It was bound to happen. After starting the 2017-18 campaign with a shutout win over their provincial rivals and media across the league singing their praises, the Edmonton Oilers showed they still have a ways to go in order to reach the lofty expectations of their recent press clippings. Make no mistake, this team is good but it is one that has gone from being the hunter to the hunted overnight and now has to figure out how to deal with it.
— Edmonton Oilers (@EdmontonOilers) October 8, 2017
In the grand scheme of things, the fact the Oilers went out and laid an egg against the Vancouver Canucks means nothing. In fact, it might end up being exactly what the doctor ordered. Think back to the start of last year and one could easily make the argument the early season beat down they received courtesy of the Buffalo Sabres was the moment that group decided to zone in and take care of business.
Early Season Misstep Nothing New
Edmonton absolutely had to make hay of what was a cream puff October schedule in 2016-17 and it paved the way for what was a fantastic year. While the competition will be stiffer this time around, this club has once again been given a fairly favourable schedule to start the season. They don’t leave Canada until October 17, play zero back-to-back games and have four of five on home-ice to kick things off.
Unfortunately for them, the Oilers allowed one of the “supposed” free squares on their bingo card slip through their fingers but it was a result that should send a clear message. While the Canucks are a franchise in transition, it was rather obvious they were ready for Todd McLellan’s crew. Yes, the fact it was Vancouver’s season and home opener certainly played into it but there was more to it than that.
As much as fans loved to watch the performance Connor McDavid delivered against the Calgary Flames in the club’s curtain-raiser, understand that is not a feeling shared by opposing coaches and players. Being embarrassed is something no athlete or coach wants and because No. 97 can do things none of us has ever seen, those moments are going to happen over the course of an NHL campaign.
With that being the case, you can bet players and coaches across the league will be doing their damnedest to ensure they do not end up being a part of the growing McDavid highlight reel. We saw it in full motion on Saturday night in Vancouver, as the Canucks played hard from start to finish and had Derek Dorsett essentially follow the reigning league MVP around the rink at even strength.
Derek Dorsett has 5 of Vancouver’s 13 hits thru 2 periods, 3 on McDavid.
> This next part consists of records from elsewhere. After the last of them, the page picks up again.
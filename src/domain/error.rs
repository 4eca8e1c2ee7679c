//! Domain validation errors for core domain types.
//!
//! This module defines errors that occur when domain invariants are violated.
//! These errors are returned by `try_new` constructors that validate inputs,
//! so malformed probabilities or odds never reach the graph.
//!
//! # Examples
//!
//! ```
//! use betgraph::domain::error::DomainError;
//! use betgraph::domain::{Bet, BetId, EventId};
//!
//! let result = Bet::try_new(
//!     BetId::new("nyy-ml"),
//!     EventId::new("nyy@bos"),
//!     "moneyline",
//!     "home",
//!     0.95, // odds must exceed 1.0
//!     0.56,
//! );
//!
//! assert!(matches!(result, Err(DomainError::InvalidOdds { .. })));
//! ```

use thiserror::Error;

/// Errors that occur when domain invariants are violated.
#[derive(Error, Debug, Clone, PartialEq)]
pub enum DomainError {
    /// A probability fell outside its permitted range.
    #[error("{field} must be in {range}, got {value}")]
    ProbabilityOutOfRange {
        /// Name of the offending field.
        field: &'static str,
        /// Human-readable range description, e.g. "(0, 1)".
        range: &'static str,
        /// The invalid value that was provided.
        value: f64,
    },

    /// Decimal odds must exceed 1.0 (payout includes the stake).
    #[error("decimal odds must be greater than 1.0, got {odds}")]
    InvalidOdds {
        /// The invalid odds that were provided.
        odds: f64,
    },

    /// Trust scores are confidence weights in [0, 1].
    #[error("{field} must be in [0, 1], got {value}")]
    TrustOutOfRange {
        /// Name of the offending field.
        field: &'static str,
        /// The invalid value that was provided.
        value: f64,
    },

    /// Parlays must have at least one leg.
    #[error("legs cannot be empty")]
    EmptyLegs,

    /// A risk limit fell outside its permitted range.
    #[error("invalid risk limit {field}: {reason}")]
    InvalidLimit {
        /// Name of the offending limit.
        field: &'static str,
        /// Why the value was rejected.
        reason: &'static str,
    },
}

/// Validate a probability in the open interval (0, 1).
pub(crate) fn open_unit(field: &'static str, value: f64) -> Result<f64, DomainError> {
    if value.is_finite() && value > 0.0 && value < 1.0 {
        Ok(value)
    } else {
        Err(DomainError::ProbabilityOutOfRange {
            field,
            range: "(0, 1)",
            value,
        })
    }
}

/// Validate a probability in the closed interval [0, 1].
pub(crate) fn closed_unit(field: &'static str, value: f64) -> Result<f64, DomainError> {
    if value.is_finite() && (0.0..=1.0).contains(&value) {
        Ok(value)
    } else {
        Err(DomainError::ProbabilityOutOfRange {
            field,
            range: "[0, 1]",
            value,
        })
    }
}

/// Validate a trust score in [0, 1].
pub(crate) fn trust(field: &'static str, value: f64) -> Result<f64, DomainError> {
    if value.is_finite() && (0.0..=1.0).contains(&value) {
        Ok(value)
    } else {
        Err(DomainError::TrustOutOfRange { field, value })
    }
}
//! Handler for the `size` command.

use serde_json::json;
use tabled::Tabled;

use super::command::SizeArgs;
use super::{bet_ids, load_slate, output, settled_ids};
use crate::domain::{AllocationPlan, SizingMethod};
use crate::error::Result;
use crate::infrastructure::config::settings::Config;

#[derive(Tabled)]
struct AllocationRow {
    #[tabled(rename = "Bet")]
    bet: String,
    #[tabled(rename = "Event")]
    event: String,
    #[tabled(rename = "Odds")]
    odds: String,
    #[tabled(rename = "Eff. Prob")]
    effective_prob: String,
    #[tabled(rename = "Edge")]
    edge: String,
    #[tabled(rename = "Fraction")]
    fraction: String,
    #[tabled(rename = "Stake")]
    stake: String,
}

/// Execute `size`.
pub fn execute(config: &Config, args: &SizeArgs) -> Result<()> {
    let loaded = load_slate(&args.slate)?;
    let optimizer = config.optimizer()?;
    let subset = bet_ids(&args.bets);
    let plan = optimizer.optimize(
        &loaded.graph,
        (!subset.is_empty()).then_some(subset.as_slice()),
    )?;

    if output::is_json() {
        output::json_output(&json!({
            "command": "size",
            "bankroll": optimizer.limits().bankroll,
            "settled": settled_ids(&loaded),
            "plan": plan,
            "total_fraction": plan.total_fraction(),
            "total_stake": plan.total_stake(),
        }));
        return Ok(());
    }

    output::header(env!("CARGO_PKG_VERSION"));
    output::section("Allocation");
    output::field("Method", describe_method(&plan.method));
    output::field("Bankroll", optimizer.limits().bankroll);
    output::field("Candidates", plan.candidates.len());

    if plan.is_empty() {
        output::note("no bet received an allocation");
        return Ok(());
    }

    let rows = plan.allocations.iter().filter_map(|(bet_id, allocation)| {
        let bet = loaded.graph.bet(bet_id)?;
        Some(AllocationRow {
            bet: bet_id.to_string(),
            event: bet.event_id().to_string(),
            odds: format!("{:.2}", bet.decimal_odds()),
            effective_prob: output::percent(bet.effective_prob()),
            edge: output::signed(bet.edge(), output::percent(bet.edge())),
            fraction: output::percent(allocation.fraction),
            stake: allocation.stake.to_string(),
        })
    });
    output::table(rows.collect::<Vec<_>>());

    print_totals(&plan);
    if plan.method.is_fallback() {
        output::warning("sizing fell back to fractional Kelly; covariance was ignored");
    }
    Ok(())
}

fn print_totals(plan: &AllocationPlan) {
    output::field("Total fraction", output::percent(plan.total_fraction()));
    output::field("Total stake", output::highlight(plan.total_stake()));
}

fn describe_method(method: &SizingMethod) -> String {
    match method {
        SizingMethod::NoCandidates => "no candidates".to_string(),
        SizingMethod::Convex {
            iterations,
            converged,
        } => {
            let status = if *converged { "converged" } else { "iteration limit" };
            format!("growth optimization ({iterations} iterations, {status})")
        }
        SizingMethod::FractionalKelly { reason } => format!("fractional Kelly ({reason})"),
    }
}

#[cfg(test)]
mod tests {
    use super::*;

    #[test]
    fn describes_each_method() {
        assert_eq!(describe_method(&SizingMethod::NoCandidates), "no candidates");
        assert_eq!(
            describe_method(&SizingMethod::Convex {
                iterations: 12,
                converged: true
            }),
            "growth optimization (12 iterations, converged)"
        );
        assert_eq!(
            describe_method(&SizingMethod::FractionalKelly {
                reason: "no solver backend configured".to_string()
            }),
            "fractional Kelly (no solver backend configured)"
        );
    }
}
Canucks have been sharper, more engaged.
Oilers need strong 3rd!
— Bob Stauffer (@Bob_Stauffer) October 8, 2017
Despite falling behind early on, it was clear Travis Green had a plan of attack in mind and, to his credit, stuck with it all night long. McDavid created chances but they were nowhere near the volume we saw against the Flames. In fact, they were few and far between and at the end of the night, Dorsett was among the Canucks forwards ice-time leaders and the Sedins were essentially used as power play specialists. Can you see where this is going?
Teams Will Key on McDavid
Add to that, the aforementioned praises many have been throwing the Oilers way after their surprising 2016-17 campaign and suddenly the team wearing Orange and Blue has a target painted on their back. The days of this group being taken lightly are gone and if the plan is to ride their captain’s coattails, the collective has to be engaged on as close to a nightly basis as possible. Like it or not, that is non-negotiable.
That wasn’t the case in Vancouver and the Edmonton got the result they deserved. Like every other team in the league, the Oilers have their flaws but unlike most, they have a player on their roster capable of making many of those shortcomings nothing more than an afterthought. And in order for that scenario to have any hope of playing out, the rest of the roster needs to pull in the same direction.
Again, drawing too much from a one-game snapshot isn’t wise and can actually give a distorted view of reality. With that said, what we saw in Vancouver had far less to do with the Edmonton Oilers and more to do with what they should expect from the vast majority of their opposition over the next six to seven months. Welcome to the world of the hunted.